_The data_

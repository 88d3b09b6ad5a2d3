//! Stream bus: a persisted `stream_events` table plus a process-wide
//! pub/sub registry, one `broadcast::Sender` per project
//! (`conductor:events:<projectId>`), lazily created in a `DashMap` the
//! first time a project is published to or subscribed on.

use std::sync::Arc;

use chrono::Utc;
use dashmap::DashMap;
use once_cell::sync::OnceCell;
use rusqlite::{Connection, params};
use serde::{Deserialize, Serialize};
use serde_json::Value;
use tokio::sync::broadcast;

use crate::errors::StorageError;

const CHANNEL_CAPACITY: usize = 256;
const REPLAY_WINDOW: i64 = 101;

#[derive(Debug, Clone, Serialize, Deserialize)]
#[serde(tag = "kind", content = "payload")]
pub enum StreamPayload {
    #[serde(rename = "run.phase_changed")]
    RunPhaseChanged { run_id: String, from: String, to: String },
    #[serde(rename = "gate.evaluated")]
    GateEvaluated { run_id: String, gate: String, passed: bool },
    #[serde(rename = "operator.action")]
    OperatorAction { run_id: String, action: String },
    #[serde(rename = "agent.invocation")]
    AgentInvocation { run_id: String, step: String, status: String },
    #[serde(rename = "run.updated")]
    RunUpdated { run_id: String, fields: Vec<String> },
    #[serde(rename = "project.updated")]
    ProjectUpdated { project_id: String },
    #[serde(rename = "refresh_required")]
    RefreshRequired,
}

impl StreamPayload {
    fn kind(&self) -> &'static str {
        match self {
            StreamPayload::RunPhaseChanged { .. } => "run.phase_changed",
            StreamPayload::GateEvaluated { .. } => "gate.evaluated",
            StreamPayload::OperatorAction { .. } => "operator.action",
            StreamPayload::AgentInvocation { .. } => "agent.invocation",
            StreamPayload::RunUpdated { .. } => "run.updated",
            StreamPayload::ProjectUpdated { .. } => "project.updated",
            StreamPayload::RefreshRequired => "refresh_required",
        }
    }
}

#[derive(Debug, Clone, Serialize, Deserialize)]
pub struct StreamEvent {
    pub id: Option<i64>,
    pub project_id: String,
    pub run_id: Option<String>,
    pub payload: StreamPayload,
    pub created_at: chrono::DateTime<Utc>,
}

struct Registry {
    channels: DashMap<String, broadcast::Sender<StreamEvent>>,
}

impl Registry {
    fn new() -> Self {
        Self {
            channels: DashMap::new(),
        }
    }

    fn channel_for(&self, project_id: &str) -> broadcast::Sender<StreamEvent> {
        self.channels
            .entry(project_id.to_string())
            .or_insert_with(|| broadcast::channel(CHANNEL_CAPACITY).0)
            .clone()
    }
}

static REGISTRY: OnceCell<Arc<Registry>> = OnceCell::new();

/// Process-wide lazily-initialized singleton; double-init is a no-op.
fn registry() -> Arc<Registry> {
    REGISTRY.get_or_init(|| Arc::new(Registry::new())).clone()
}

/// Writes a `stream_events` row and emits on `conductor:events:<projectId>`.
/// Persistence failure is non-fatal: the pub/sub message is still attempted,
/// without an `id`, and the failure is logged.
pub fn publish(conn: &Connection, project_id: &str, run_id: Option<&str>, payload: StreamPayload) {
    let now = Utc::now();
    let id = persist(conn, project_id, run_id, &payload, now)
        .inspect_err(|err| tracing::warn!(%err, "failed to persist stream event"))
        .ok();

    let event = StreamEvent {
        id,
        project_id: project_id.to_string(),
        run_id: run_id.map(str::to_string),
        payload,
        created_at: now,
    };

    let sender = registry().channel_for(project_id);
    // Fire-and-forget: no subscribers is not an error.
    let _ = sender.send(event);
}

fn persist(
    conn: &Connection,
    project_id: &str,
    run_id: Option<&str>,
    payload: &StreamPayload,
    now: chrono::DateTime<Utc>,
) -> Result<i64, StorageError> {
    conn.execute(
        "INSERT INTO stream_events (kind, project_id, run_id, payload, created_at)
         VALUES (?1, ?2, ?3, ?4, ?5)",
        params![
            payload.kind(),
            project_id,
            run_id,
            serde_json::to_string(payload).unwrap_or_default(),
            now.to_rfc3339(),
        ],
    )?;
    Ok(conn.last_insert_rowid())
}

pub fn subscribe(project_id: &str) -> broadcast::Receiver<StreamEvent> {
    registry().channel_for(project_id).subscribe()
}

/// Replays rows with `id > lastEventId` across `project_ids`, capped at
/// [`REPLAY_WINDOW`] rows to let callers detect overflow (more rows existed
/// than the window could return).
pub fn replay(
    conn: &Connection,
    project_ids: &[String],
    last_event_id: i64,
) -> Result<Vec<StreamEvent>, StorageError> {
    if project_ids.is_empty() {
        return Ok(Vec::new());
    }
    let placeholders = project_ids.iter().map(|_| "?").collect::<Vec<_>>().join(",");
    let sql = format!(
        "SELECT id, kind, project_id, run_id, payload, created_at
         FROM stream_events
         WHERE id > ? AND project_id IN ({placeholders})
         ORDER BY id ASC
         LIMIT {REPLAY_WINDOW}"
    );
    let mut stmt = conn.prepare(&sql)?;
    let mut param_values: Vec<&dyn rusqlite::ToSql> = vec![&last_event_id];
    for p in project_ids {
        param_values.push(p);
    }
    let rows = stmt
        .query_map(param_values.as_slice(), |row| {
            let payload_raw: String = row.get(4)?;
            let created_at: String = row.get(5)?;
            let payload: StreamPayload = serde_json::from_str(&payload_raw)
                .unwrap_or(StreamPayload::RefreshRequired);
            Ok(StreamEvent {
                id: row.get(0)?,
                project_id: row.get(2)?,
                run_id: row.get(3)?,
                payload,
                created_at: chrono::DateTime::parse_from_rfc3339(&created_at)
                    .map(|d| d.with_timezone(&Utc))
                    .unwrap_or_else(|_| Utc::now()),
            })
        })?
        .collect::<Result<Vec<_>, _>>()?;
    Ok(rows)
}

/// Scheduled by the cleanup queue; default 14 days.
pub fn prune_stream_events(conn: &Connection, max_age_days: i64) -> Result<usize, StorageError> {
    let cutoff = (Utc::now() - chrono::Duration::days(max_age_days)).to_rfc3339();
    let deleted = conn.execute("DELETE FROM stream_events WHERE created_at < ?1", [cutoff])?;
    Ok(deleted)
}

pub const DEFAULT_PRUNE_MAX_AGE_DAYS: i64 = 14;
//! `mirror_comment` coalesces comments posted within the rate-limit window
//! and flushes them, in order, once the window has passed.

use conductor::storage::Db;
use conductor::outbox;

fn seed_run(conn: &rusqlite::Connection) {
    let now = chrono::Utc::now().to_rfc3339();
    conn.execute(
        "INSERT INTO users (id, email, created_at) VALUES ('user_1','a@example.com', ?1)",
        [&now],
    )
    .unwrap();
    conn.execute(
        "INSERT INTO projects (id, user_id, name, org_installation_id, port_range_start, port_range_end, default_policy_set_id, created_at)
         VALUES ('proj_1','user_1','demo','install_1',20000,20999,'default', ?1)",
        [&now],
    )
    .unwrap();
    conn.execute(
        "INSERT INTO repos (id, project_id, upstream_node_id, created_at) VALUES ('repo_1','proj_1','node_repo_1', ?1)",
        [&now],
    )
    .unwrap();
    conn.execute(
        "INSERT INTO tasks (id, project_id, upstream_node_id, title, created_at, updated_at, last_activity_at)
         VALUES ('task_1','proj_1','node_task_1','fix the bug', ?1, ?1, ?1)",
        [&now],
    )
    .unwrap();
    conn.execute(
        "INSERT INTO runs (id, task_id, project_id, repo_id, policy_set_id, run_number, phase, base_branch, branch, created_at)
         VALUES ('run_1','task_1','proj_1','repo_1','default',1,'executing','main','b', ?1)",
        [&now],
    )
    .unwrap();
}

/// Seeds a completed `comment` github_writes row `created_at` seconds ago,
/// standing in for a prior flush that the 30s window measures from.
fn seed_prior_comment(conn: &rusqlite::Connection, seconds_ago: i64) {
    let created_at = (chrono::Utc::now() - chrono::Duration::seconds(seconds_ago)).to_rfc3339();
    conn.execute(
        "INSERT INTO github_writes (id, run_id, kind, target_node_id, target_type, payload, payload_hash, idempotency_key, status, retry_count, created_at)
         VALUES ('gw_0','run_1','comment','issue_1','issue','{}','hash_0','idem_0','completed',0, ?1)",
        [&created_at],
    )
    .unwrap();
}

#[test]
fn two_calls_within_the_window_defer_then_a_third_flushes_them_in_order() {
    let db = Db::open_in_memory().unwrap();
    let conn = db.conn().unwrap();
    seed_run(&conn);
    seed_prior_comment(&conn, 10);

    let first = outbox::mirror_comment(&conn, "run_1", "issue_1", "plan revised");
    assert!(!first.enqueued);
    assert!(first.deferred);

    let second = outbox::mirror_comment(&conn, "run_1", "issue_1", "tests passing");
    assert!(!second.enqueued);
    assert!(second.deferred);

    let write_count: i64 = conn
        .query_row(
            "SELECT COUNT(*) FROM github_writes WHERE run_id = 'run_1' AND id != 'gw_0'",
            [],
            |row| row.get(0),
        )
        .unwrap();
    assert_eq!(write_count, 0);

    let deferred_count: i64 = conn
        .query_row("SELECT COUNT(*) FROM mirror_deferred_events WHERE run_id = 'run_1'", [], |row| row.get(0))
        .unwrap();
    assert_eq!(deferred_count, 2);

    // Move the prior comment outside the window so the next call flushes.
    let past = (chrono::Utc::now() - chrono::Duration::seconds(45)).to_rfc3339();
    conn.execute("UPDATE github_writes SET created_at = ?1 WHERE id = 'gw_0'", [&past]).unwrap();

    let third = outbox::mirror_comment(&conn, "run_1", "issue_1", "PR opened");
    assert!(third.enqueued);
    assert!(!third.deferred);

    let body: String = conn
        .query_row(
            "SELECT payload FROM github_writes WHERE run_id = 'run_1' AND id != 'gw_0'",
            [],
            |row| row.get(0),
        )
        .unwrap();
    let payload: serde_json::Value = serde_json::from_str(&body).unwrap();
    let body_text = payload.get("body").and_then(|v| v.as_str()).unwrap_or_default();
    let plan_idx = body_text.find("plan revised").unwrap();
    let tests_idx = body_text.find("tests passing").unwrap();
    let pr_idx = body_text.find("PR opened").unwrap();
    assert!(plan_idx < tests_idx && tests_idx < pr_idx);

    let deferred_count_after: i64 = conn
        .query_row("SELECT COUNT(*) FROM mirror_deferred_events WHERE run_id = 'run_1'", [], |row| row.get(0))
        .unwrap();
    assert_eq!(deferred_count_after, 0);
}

_Task to complete_
Show every line from the entries above in which "const" appears.

_Task result_
const CHANNEL_CAPACITY: usize = 256;
const REPLAY_WINDOW: i64 = 101;
pub const DEFAULT_PRUNE_MAX_AGE_DAYS: i64 = 14;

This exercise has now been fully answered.